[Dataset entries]
::::::

use std::path::Path;
use std::time::Duration;

use nix::sys::signal::{self, Signal};
use nix::unistd::Pid;

use super::event::{classify, DebugEvent};
use crate::sys::{self, WaitOutcome, WORD_SIZE};
use crate::{
    Address, BreakpointRegistry, Error, NoBreakpoints, ProcessRecord, Region, RegistersSnapshot,
    Result, ThreadRegistry,
};

/// Run state of the controller.
#[derive(Clone, Copy, Debug, PartialEq, Eq)]
pub enum RunState {
    /// No debuggee; only open/attach/enumerate are legal.
    Detached,

    /// Attached, debuggee running; only `wait_event` is legal.
    Running,

    /// Attached, active thread stopped; memory, register and resume
    /// operations are legal.
    Stopped,
}

/// What to do with the active thread's pending signal when advancing it.
#[derive(Clone, Copy, Debug, PartialEq, Eq)]
pub enum ResumeDisposition {
    /// Leave the debuggee paused; no request is issued.
    Stop,

    /// Resume with no signal.
    Continue,

    /// Resume re-injecting the signal that caused the last stop.
    PassSignal,
}

/// Owning controller of one debuggee process.
///
/// The controller drives a single pid through the ptrace channel under
/// a stop-the-world discipline: every operation that touches registers
/// or memory presumes the active thread is stopped. It never spins a
/// background thread; [`Controller::wait_event`] is the only blocking
/// operation and its block is bounded by the caller's timeout.
pub struct Controller {
    run_state: RunState,
    pid: Option<Pid>,
    active: Option<Pid>,
    threads: ThreadRegistry,
    breakpoints: Box<dyn BreakpointRegistry>,
    page_size: u64,
}

impl Default for Controller {
    fn default() -> Self {
        Self::new()
    }
}

impl Controller {
    pub fn new() -> Self {
        Self {
            run_state: RunState::Detached,
            pid: None,
            active: None,
            threads: ThreadRegistry::new(),
            breakpoints: Box::new(NoBreakpoints),
            page_size: sys::page_size().unwrap_or(4096),
        }
    }

    /// Wires in the breakpoint registry collaborator, cleared before
    /// the ptrace channel is released.
    pub fn with_breakpoints(mut self, breakpoints: Box<dyn BreakpointRegistry>) -> Self {
        self.breakpoints = breakpoints;
        self
    }

    pub fn run_state(&self) -> RunState {
        self.run_state
    }

    pub fn attached(&self) -> bool {
        self.run_state != RunState::Detached
    }

    /// Process ID of the debuggee, when attached.
    pub fn pid(&self) -> Option<Pid> {
        self.pid
    }

    /// Thread targeted by resume/step/register operations.
    pub fn active_thread(&self) -> Option<Pid> {
        self.active
    }

    pub fn threads(&self) -> &ThreadRegistry {
        &self.threads
    }

    /// Size of a page on this host.
    pub fn page_size(&self) -> u64 {
        self.page_size
    }

    /// Spawns `path` under trace and waits for its post-exec stop.
    ///
    /// On success the controller is stopped on the principal thread;
    /// any other first event rolls the controller back to detached.
    pub fn open(
        &mut self,
        path: &Path,
        cwd: Option<&Path>,
        args: &[String],
        tty: Option<&Path>,
    ) -> Result<Pid> {
        self.ensure_detached()?;

        let pid = sys::spawn_traced(path, cwd, args, tty)?;

        let (_, status) = match sys::waitpid_blocking(pid) {
            Ok(event) => event,
            Err(e) => {
                let _ = sys::kill(pid);
                return Err(e);
            }
        };

        // The very first event must be the post-exec trace trap.
        if !matches!(classify(status, pid, pid), DebugEvent::Trap { .. }) {
            if !nix::libc::WIFEXITED(status) && !nix::libc::WIFSIGNALED(status) {
                let _ = sys::detach(pid);
            }
            return Err(Error::UnexpectedFirstEvent(status));
        }

        self.register_principal(pid, status, RunState::Stopped);

        tracing::debug!(pid = pid.as_raw(), path = %path.display(), "debuggee spawned");

        Ok(pid)
    }

    /// Attaches to a running process.
    ///
    /// Only the principal thread is registered here; other threads are
    /// registered on first sight of their stop events.
    pub fn attach(&mut self, pid: Pid) -> Result<()> {
        self.ensure_detached()?;

        sys::attach(pid)?;

        self.register_principal(pid, 0, RunState::Running);

        tracing::debug!(pid = pid.as_raw(), "attached");

        Ok(())
    }

    /// Releases the debuggee and lets it run free.
    ///
    /// Always legal; a detached controller stays detached. The
    /// transition happens even if the OS rejects the request.
    pub fn detach(&mut self) -> Result<()> {
        let Some(pid) = self.pid else {
            return Ok(());
        };

        self.breakpoints.clear_all();

        let res = sys::detach(pid);
        self.reset();

        tracing::debug!(pid = pid.as_raw(), "detached");

        res
    }

    /// Kills the debuggee and reaps the zombie.
    pub fn kill(&mut self) -> Result<()> {
        let Some(pid) = self.pid else {
            return Ok(());
        };

        self.breakpoints.clear_all();

        let res = sys::kill(pid);
        let _ = sys::waitpid_blocking(pid);
        self.reset();

        tracing::debug!(pid = pid.as_raw(), "killed");

        res
    }

    /// Waits for the next debug event, at most `timeout`.
    ///
    /// A non-timeout return registers the reporting thread, stores its
    /// raw status and makes it the active thread. A timeout leaves the
    /// controller unchanged.
    pub fn wait_event(&mut self, timeout: Duration) -> Result<DebugEvent> {
        let pid = self.pid.ok_or(Error::NotAttached)?;

        let (tid, status) = match sys::waitpid_timeout(pid, timeout)? {
            WaitOutcome::Event { tid, status } => (tid, status),
            WaitOutcome::TimedOut => return Err(Error::Timeout),
        };

        let event = classify(status, pid, tid);

        if event.is_terminal() {
            // Nothing left to control; the zombie was reaped by the
            // wait itself.
            self.reset();
        } else {
            self.threads.observe(tid, status);
            self.threads.set_active(tid);
            self.active = Some(tid);
            self.run_state = RunState::Stopped;
        }

        Ok(event)
    }

    /// Resumes the active thread.
    ///
    /// Other threads stay wherever they are. The debuggee must be in
    /// its stopped interval; the OS rejects the request otherwise.
    pub fn resume(&mut self, disposition: ResumeDisposition) -> Result<()> {
        self.advance(disposition, sys::resume)
    }

    /// Single-steps the active thread.
    pub fn step(&mut self, disposition: ResumeDisposition) -> Result<()> {
        self.advance(disposition, sys::single_step)
    }

    fn advance(
        &mut self,
        disposition: ResumeDisposition,
        op: fn(Pid, i32) -> Result<()>,
    ) -> Result<()> {
        if !self.attached() {
            return Err(Error::NotAttached);
        }

        let signal = match disposition {
            ResumeDisposition::Stop => return Ok(()),
            ResumeDisposition::Continue => 0,
            ResumeDisposition::PassSignal => self
                .active
                .map(|tid| self.threads.resume_signal(tid))
                .unwrap_or(0),
        };

        let tid = self.active.ok_or(Error::NotAttached)?;

        op(tid, signal)?;

        self.run_state = RunState::Running;

        Ok(())
    }

    /// Sends SIGSTOP to every registered thread. Does not wait; the
    /// stops surface through [`Controller::wait_event`].
    pub fn pause(&mut self) -> Result<()> {
        if !self.attached() {
            return Err(Error::NotAttached);
        }

        for tid in self.threads.tids() {
            signal::kill(tid, Signal::SIGSTOP)?;
        }

        Ok(())
    }

    /// Selects the thread targeted by resume/step/register operations.
    pub fn set_active_thread(&mut self, tid: Pid) -> Result<()> {
        if !self.threads.set_active(tid) {
            return Err(Error::UnknownThread(tid.as_raw()));
        }

        self.active = Some(tid);

        Ok(())
    }

    /// Reads one machine word; `Ok(None)` when the address is not
    /// mapped (callers often probe).
    pub fn read_word(&self, addr: Address) -> Result<Option<u64>> {
        let pid = self.pid.ok_or(Error::NotAttached)?;

        sys::read_word(pid, addr)
    }

    /// Overwrites one whole machine word.
    pub fn write_word(&mut self, addr: Address, word: u64) -> Result<()> {
        let pid = self.pid.ok_or(Error::NotAttached)?;

        sys::write_word(pid, addr, word)
    }

    /// Reads `buf.len()` bytes, stitched from word transfers.
    pub fn read_memory(&self, addr: Address, buf: &mut [u8]) -> Result<()> {
        let pid = self.pid.ok_or(Error::NotAttached)?;

        let mut word_addr = addr & !(WORD_SIZE as u64 - 1);
        let mut filled = 0usize;

        while filled < buf.len() {
            let word = sys::read_word(pid, word_addr)?
                .ok_or(Error::AddressUnmapped(word_addr))?
                .to_ne_bytes();

            let skip = (addr + filled as u64 - word_addr) as usize;
            let take = (WORD_SIZE - skip).min(buf.len() - filled);

            buf[filled..filled + take].copy_from_slice(&word[skip..skip + take]);

            filled += take;
            word_addr += WORD_SIZE as u64;
        }

        Ok(())
    }

    /// Writes `buf` into the debuggee, stitched from word transfers.
    ///
    /// Partially covered words at either edge are read back first so
    /// that neighbouring bytes survive.
    pub fn write_memory(&mut self, addr: Address, buf: &[u8]) -> Result<()> {
        let pid = self.pid.ok_or(Error::NotAttached)?;

        let mut word_addr = addr & !(WORD_SIZE as u64 - 1);
        let mut written = 0usize;

        while written < buf.len() {
            let skip = (addr + written as u64 - word_addr) as usize;
            let take = (WORD_SIZE - skip).min(buf.len() - written);

            let word = if take == WORD_SIZE {
                let mut word = [0u8; WORD_SIZE];
                word.copy_from_slice(&buf[written..written + WORD_SIZE]);
                word
            } else {
                let mut word = sys::read_word(pid, word_addr)?
                    .ok_or(Error::AddressUnmapped(word_addr))?
                    .to_ne_bytes();
                word[skip..skip + take].copy_from_slice(&buf[written..written + take]);
                word
            };

            sys::write_word(pid, word_addr, u64::from_ne_bytes(word))?;

            written += take;
            word_addr += WORD_SIZE as u64;
        }

        Ok(())
    }

    /// Copies the register bank of the active thread.
    ///
    /// A detached controller reports an all-zero snapshot.
    pub fn get_state(&self) -> Result<RegistersSnapshot> {
        let Some(tid) = self.active.filter(|_| self.attached()) else {
            return Ok(RegistersSnapshot::zeroed());
        };

        sys::regs::get_registers(tid)
    }

    /// Writes the register bank of the active thread; takes effect on
    /// the next resume or step.
    pub fn set_state(&mut self, snapshot: &RegistersSnapshot) -> Result<()> {
        let tid = self.active.filter(|_| self.attached()).ok_or(Error::NotAttached)?;

        sys::regs::set_registers(tid, snapshot)
    }

    /// Enumerates the debuggee's memory map.
    pub fn memory_regions(&self) -> Result<Vec<Region>> {
        let pid = self.pid.ok_or(Error::NotAttached)?;

        sys::maps::memory_regions(pid)
    }

    /// Lists every process visible on the host.
    pub fn enumerate_processes(&self) -> Result<Vec<ProcessRecord>> {
        sys::proc_list::enumerate_processes()
    }

    /// Executable name of an arbitrary process, copied out of the
    /// kernel record.
    pub fn process_exe(&self, pid: Pid) -> Result<String> {
        sys::proc_list::process_exe(pid)
    }

    /// Parent of an arbitrary process.
    pub fn parent_pid(&self, pid: Pid) -> Result<Pid> {
        sys::proc_list::parent_pid(pid)
    }

    fn ensure_detached(&self) -> Result<()> {
        match self.pid {
            Some(pid) => Err(Error::AlreadyAttached(pid.as_raw())),
            None => Ok(()),
        }
    }

    fn register_principal(&mut self, pid: Pid, status: i32, run_state: RunState) {
        self.threads.clear();
        self.threads.observe(pid, status);
        self.threads.set_active(pid);
        self.pid = Some(pid);
        self.active = Some(pid);
        self.run_state = run_state;
    }

    fn reset(&mut self) {
        self.threads.clear();
        self.pid = None;
        self.active = None;
        self.run_state = RunState::Detached;
    }
}

impl Drop for Controller {
    fn drop(&mut self) {
        if self.attached() {
            let _ = self.detach();
        }
    }
}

::::::

Working from the records above, write out verbatim only the lines from the line containing "op(tid, signal)?;" through the line containing "neighbouring bytes survive.".

        op(tid, signal)?;

        self.run_state = RunState::Running;

        Ok(())
    }

    /// Sends SIGSTOP to every registered thread. Does not wait; the
    /// stops surface through [`Controller::wait_event`].
    pub fn pause(&mut self) -> Result<()> {
        if !self.attached() {
            return Err(Error::NotAttached);
        }

        for tid in self.threads.tids() {
            signal::kill(tid, Signal::SIGSTOP)?;
        }

        Ok(())
    }

    /// Selects the thread targeted by resume/step/register operations.
    pub fn set_active_thread(&mut self, tid: Pid) -> Result<()> {
        if !self.threads.set_active(tid) {
            return Err(Error::UnknownThread(tid.as_raw()));
        }

        self.active = Some(tid);

        Ok(())
    }

    /// Reads one machine word; `Ok(None)` when the address is not
    /// mapped (callers often probe).
    pub fn read_word(&self, addr: Address) -> Result<Option<u64>> {
        let pid = self.pid.ok_or(Error::NotAttached)?;

        sys::read_word(pid, addr)
    }

    /// Overwrites one whole machine word.
    pub fn write_word(&mut self, addr: Address, word: u64) -> Result<()> {
        let pid = self.pid.ok_or(Error::NotAttached)?;

        sys::write_word(pid, addr, word)
    }

    /// Reads `buf.len()` bytes, stitched from word transfers.
    pub fn read_memory(&self, addr: Address, buf: &mut [u8]) -> Result<()> {
        let pid = self.pid.ok_or(Error::NotAttached)?;

        let mut word_addr = addr & !(WORD_SIZE as u64 - 1);
        let mut filled = 0usize;

        while filled < buf.len() {
            let word = sys::read_word(pid, word_addr)?
                .ok_or(Error::AddressUnmapped(word_addr))?
                .to_ne_bytes();

            let skip = (addr + filled as u64 - word_addr) as usize;
            let take = (WORD_SIZE - skip).min(buf.len() - filled);

            buf[filled..filled + take].copy_from_slice(&word[skip..skip + take]);

            filled += take;
            word_addr += WORD_SIZE as u64;
        }

        Ok(())
    }

    /// Writes `buf` into the debuggee, stitched from word transfers.
    ///
    /// Partially covered words at either edge are read back first so
    /// that neighbouring bytes survive.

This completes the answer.